The Ministry of Housing and Urban Affairs included TDR in its Value Capture Finance Policy Framework in 2017. NITI Aayog followed with national guidelines in 2021, calling explicitly for digital decision-support systems and online TDR banks to reduce transaction costs and eliminate broker dependency. 

The World Bank has noted that TDR needs both fraud prevention mechanisms and pricing transparency to function as a bankable instrument in Indian cities. 

GHMC’s TDR Bank was cited by NITI Aayog as a national best practice. Several states are now evaluating similar digital systems for their municipal bodies. 

e-TDR, or Electronic Transferable Development Rights, converts paper DRCs into blockchain-anchored digital credentials. Each certificate carries a cryptographic identifier and cannot be duplicated or altered after issuance. Verification happens instantly through a QR code or unique certificate ID. What eTDR means in practice shows exactly where the process improves for buyers, sellers, and approving authorities. 

What Buying TDR Looks Like on a Digital Platform 

On a system that issues e-TDR, the purchasing process is structured and auditable from end to end. 

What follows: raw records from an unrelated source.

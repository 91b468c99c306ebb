// SPDX-License-Identifier: GPL-3.0-only
//! Pixel format conversion for captured buffers
//!
//! Every buffer a device delivers is turned into an RGBA image here, so the
//! decoder, the annotation pass and the terminal preview only ever see one
//! layout.

use super::types::{CameraFormat, PixelFormat};
use crate::errors::CameraError;
use image::{ImageFormat, RgbaImage};

/// Convert a raw device buffer to an RGBA image
///
/// `stride` is the driver-reported bytes per line; zero means tightly packed.
pub fn to_rgba_image(
    data: &[u8],
    format: &CameraFormat,
    stride: u32,
) -> Result<RgbaImage, CameraError> {
    let width = format.width;
    let height = format.height;

    // MJPEG buffers carry their own dimensions
    let Some(bpp) = format.pixel_format.bytes_per_pixel() else {
        return decode_mjpeg(data);
    };

    let stride = if stride == 0 { width * bpp } else { stride };
    let needed = stride as usize * height.saturating_sub(1) as usize + (width * bpp) as usize;
    if data.len() < needed {
        return Err(CameraError::CaptureFailed(format!(
            "short {} buffer: got {} bytes, expected {}",
            format.pixel_format,
            data.len(),
            needed
        )));
    }

    let rgba = match format.pixel_format {
        PixelFormat::RGB24 => rgb24_to_rgba(data, width, height, stride),
        PixelFormat::Gray8 => gray8_to_rgba(data, width, height, stride),
        packed => yuv422_to_rgba(data, width, height, stride, packed),
    };

    RgbaImage::from_raw(width, height, rgba).ok_or_else(|| {
        CameraError::CaptureFailed(format!("converted buffer does not match {}", format))
    })
}

/// Decode one Motion JPEG buffer
pub fn decode_mjpeg(data: &[u8]) -> Result<RgbaImage, CameraError> {
    image::load_from_memory_with_format(data, ImageFormat::Jpeg)
        .map(|img| img.to_rgba8())
        .map_err(|e| CameraError::CaptureFailed(format!("MJPEG decode failed: {}", e)))
}

/// Convert packed YUV 4:2:2 to RGBA
///
/// Each 4-byte group encodes 2 pixels; the byte order depends on `format`:
/// ```text
/// YUYV: Y0 U  Y1 V
/// YVYU: Y0 V  Y1 U
/// UYVY: U  Y0 V  Y1
/// VYUY: V  Y0 U  Y1
/// ```
pub fn yuv422_to_rgba(
    data: &[u8],
    width: u32,
    height: u32,
    stride: u32,
    format: PixelFormat,
) -> Vec<u8> {
    let w = width as usize;
    let mut rgba = Vec::with_capacity(w * height as usize * 4);

    for row in 0..height as usize {
        let line = &data[row * stride as usize..];
        for pair in 0..w.div_ceil(2) {
            let base = pair * 4;
            let Some(chunk) = line.get(base..base + 4) else {
                break;
            };
            let (y0, y1, u, v) = match format {
                PixelFormat::YUYV => (chunk[0], chunk[2], chunk[1], chunk[3]),
                PixelFormat::YVYU => (chunk[0], chunk[2], chunk[3], chunk[1]),
                PixelFormat::UYVY => (chunk[1], chunk[3], chunk[0], chunk[2]),
                _ => (chunk[1], chunk[3], chunk[2], chunk[0]),
            };

            for (i, luma) in [y0, y1].into_iter().enumerate() {
                if pair * 2 + i >= w {
                    break;
                }
                let (r, g, b) = yuv_to_rgb(luma, u, v);
                rgba.extend_from_slice(&[r, g, b, 255]);
            }
        }
    }

    rgba
}

/// Convert RGB24 rows to RGBA
pub fn rgb24_to_rgba(data: &[u8], width: u32, height: u32, stride: u32) -> Vec<u8> {
    let w = width as usize;
    let mut rgba = Vec::with_capacity(w * height as usize * 4);

    for row in 0..height as usize {
        let start = row * stride as usize;
        for px in data[start..start + w * 3].chunks_exact(3) {
            rgba.extend_from_slice(&[px[0], px[1], px[2], 255]);
        }
    }

    rgba
}

/// Convert 8-bit grayscale rows to RGBA
pub fn gray8_to_rgba(data: &[u8], width: u32, height: u32, stride: u32) -> Vec<u8> {
    let w = width as usize;
    let mut rgba = Vec::with_capacity(w * height as usize * 4);

    for row in 0..height as usize {
        let start = row * stride as usize;
        for &v in &data[start..start + w] {
            rgba.extend_from_slice(&[v, v, v, 255]);
        }
    }

    rgba
}

/// Convert YUV (BT.601) to RGB
pub fn yuv_to_rgb(y: u8, u: u8, v: u8) -> (u8, u8, u8) {
    let y = y as f32;
    let u = u as f32 - 128.0;
    let v = v as f32 - 128.0;

    let r = (y + 1.402 * v).clamp(0.0, 255.0) as u8;
    let g = (y - 0.344136 * u - 0.714136 * v).clamp(0.0, 255.0) as u8;
    let b = (y + 1.772 * u).clamp(0.0, 255.0) as u8;

    (r, g, b)
}
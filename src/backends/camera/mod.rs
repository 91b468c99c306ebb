// SPDX-License-Identifier: MPL-2.0

//! Camera backend abstraction
//!
//! ```text
//! ┌─────────────────────┐
//! │     Scan loop       │
//! └──────────┬──────────┘
//!            │ read_frame()
//!            ▼
//! ┌─────────────────────┐
//! │ FrameSource trait   │  ← Common interface
//! └──────────┬──────────┘
//!            │
//!            ▼
//!       ┌────────┐
//!       │  V4L2  │  ← Concrete implementation
//!       └────────┘
//! ```

pub mod format_converters;
pub mod types;
pub mod v4l2;

pub use types::*;
pub use v4l2::{V4l2Camera, list_cameras};

use crate::errors::CameraError;

/// Anything that can hand the scan loop one RGBA frame at a time
///
/// Implementations release their device when dropped.
pub trait FrameSource {
    /// Block until the next frame is available
    ///
    /// An error ends the scan; there is no reconnect.
    fn read_frame(&mut self) -> Result<CameraFrame, CameraError>;
}

impl<T: FrameSource + ?Sized> FrameSource for Box<T> {
    fn read_frame(&mut self) -> Result<CameraFrame, CameraError> {
        (**self).read_frame()
    }
}
// SPDX-License-Identifier: GPL-3.0-only

use barcode_scanner::backends::camera::list_cameras;
use barcode_scanner::config::{ScannerConfig, parse_beep_flag};
use barcode_scanner::constants::VERSION;
use barcode_scanner::constants::detection::QR_MAX_DIMENSION;
use barcode_scanner::errors::EXIT_OK;
use barcode_scanner::scanner;
use clap::{ArgAction, Parser};
use std::path::PathBuf;
use std::process::ExitCode;
use tracing::error;

#[derive(Parser)]
#[command(name = "barcode-scanner")]
#[command(about = "Scan barcodes and QR codes from a webcam and print each new value once")]
#[command(version = VERSION)]
struct Cli {
    /// Camera index (/dev/video<N>)
    #[arg(default_value_t = 0)]
    camera_index: usize,

    /// Beep on new values (1/0, true/false, yes/no, on/off)
    #[arg(default_value = "1", value_parser = parse_beep_flag, action = ArgAction::Set)]
    beep: bool,

    /// Log every frame
    #[arg(short, long)]
    debug: bool,

    /// Print values only, without the camera preview
    #[arg(long)]
    no_preview: bool,

    /// JSON file mapping decoded text to a display label
    /// (default: mappings.json in the working directory, if present)
    #[arg(short, long)]
    mappings: Option<PathBuf>,

    /// Downscale frames to at most this many pixels per side before decoding
    /// (0 = never)
    #[arg(long, default_value_t = QR_MAX_DIMENSION)]
    max_dimension: u32,

    /// List available cameras and exit
    #[arg(long)]
    list_cameras: bool,
}

impl From<Cli> for ScannerConfig {
    fn from(cli: Cli) -> Self {
        Self {
            camera_index: cli.camera_index,
            beep: cli.beep,
            debug: cli.debug,
            preview: !cli.no_preview,
            max_dimension: cli.max_dimension,
            mappings: cli.mappings,
        }
    }
}

fn main() -> ExitCode {
    let cli = Cli::parse();

    // Initialize logging
    // Set RUST_LOG environment variable to control log level
    // Examples: RUST_LOG=debug, RUST_LOG=barcode_scanner=trace, RUST_LOG=info
    // --debug raises this crate to debug on top of RUST_LOG
    let mut filter = tracing_subscriber::EnvFilter::try_from_default_env()
        .unwrap_or_else(|_| tracing_subscriber::EnvFilter::new("warn"));
    if cli.debug
        && let Ok(directive) = "barcode_scanner=debug".parse()
    {
        filter = filter.add_directive(directive);
    }
    tracing_subscriber::fmt()
        .with_env_filter(filter)
        .with_writer(std::io::stderr)
        .with_target(true)
        .with_level(true)
        .init();

    if cli.list_cameras {
        print_cameras();
        return ExitCode::from(EXIT_OK);
    }

    let config = ScannerConfig::from(cli);
    match scanner::run(&config) {
        Ok(_) => ExitCode::from(EXIT_OK),
        Err(e) => {
            error!(error = %e, "Scanner stopped");
            eprintln!("Error: {}", e);
            ExitCode::from(e.exit_code())
        }
    }
}

fn print_cameras() {
    let cameras = list_cameras();
    if cameras.is_empty() {
        println!("No cameras found");
        return;
    }

    println!("Available cameras:");
    for camera in &cameras {
        println!("  [{}] {} ({})", camera.index, camera.name, camera.path);
    }
}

  • Municipal bodies issue digital DRCs through a multi-level approval workflow with e-signatures at each stage 
  • Each e-TDR certificate is recorded on the blockchain at the point of issuance 
  • Buyers access a regulated marketplace with real-time pricing and certificate availability data 
  • Verification takes seconds using a QR code or unique certificate ID 
  • Every transfer is recorded digitally with a complete ownership trail from first issuance 
  • Building approval teams confirm DRC validity in real time without manual cross-checks 

The full e-TDR certificate lifecycle, from land identification to utilisation, is traceable and tamper-proof at every step. 

EveryCRED eTDR Is Built for the Authorities That Issue TDR 

EveryCRED eTDR is a digital TDR management platform built for Municipal Corporations, Urban Development Authorities, and Smart City Mission teams. It can be used to manage the complete TDR certificate lifecycle on a single secure platform. 

Our Platform’s capabilities: 

  • Digital DRC issuance with configurable multi-level approvals and automatic blockchain anchoring at issuance 
  • A central eTDR Bank with real-time tracking of all certificate statuses across the entire city 
  • A regulated marketplace where DRC holders list certificates and developers purchase them with built-in compliance checks 
  • Instant verification via QR code or certificate ID for developers, banks, and courts 
  • GIS-based city map showing all TDR-linked parcels with zone classification and area data 

For developers who regularly buy transferable development rights, the platform removes the three main barriers in the current process: slow manual verification, opaque market pricing, and fraud exposure from unverifiable physical certificates. When a municipal authority operates on EveryCRED eTDR, every DRC purchased carries an immutable digital record that can be confirmed independently at any stage of the project. 

Connect with us to see a demo. 

Conclusion 

The process to buy transferable development rights in India follows a consistent sequence across cities: identify the requirement, source a valid DRC, verify its status, execute a registered transfer, and submit for building approval. 

The main variable between cities is transparency. Cities with digital e-TDR infrastructure give buyers access to verified certificates, visible pricing, and instant confirmation. Cities still dependent on paper processes rely on intermediaries and manual checks. 

India’s policy direction on this is established. As more municipal bodies adopt e-TDR systems, the process of purchasing transferable development rights will become faster, more transparent, and more reliable for every party involved.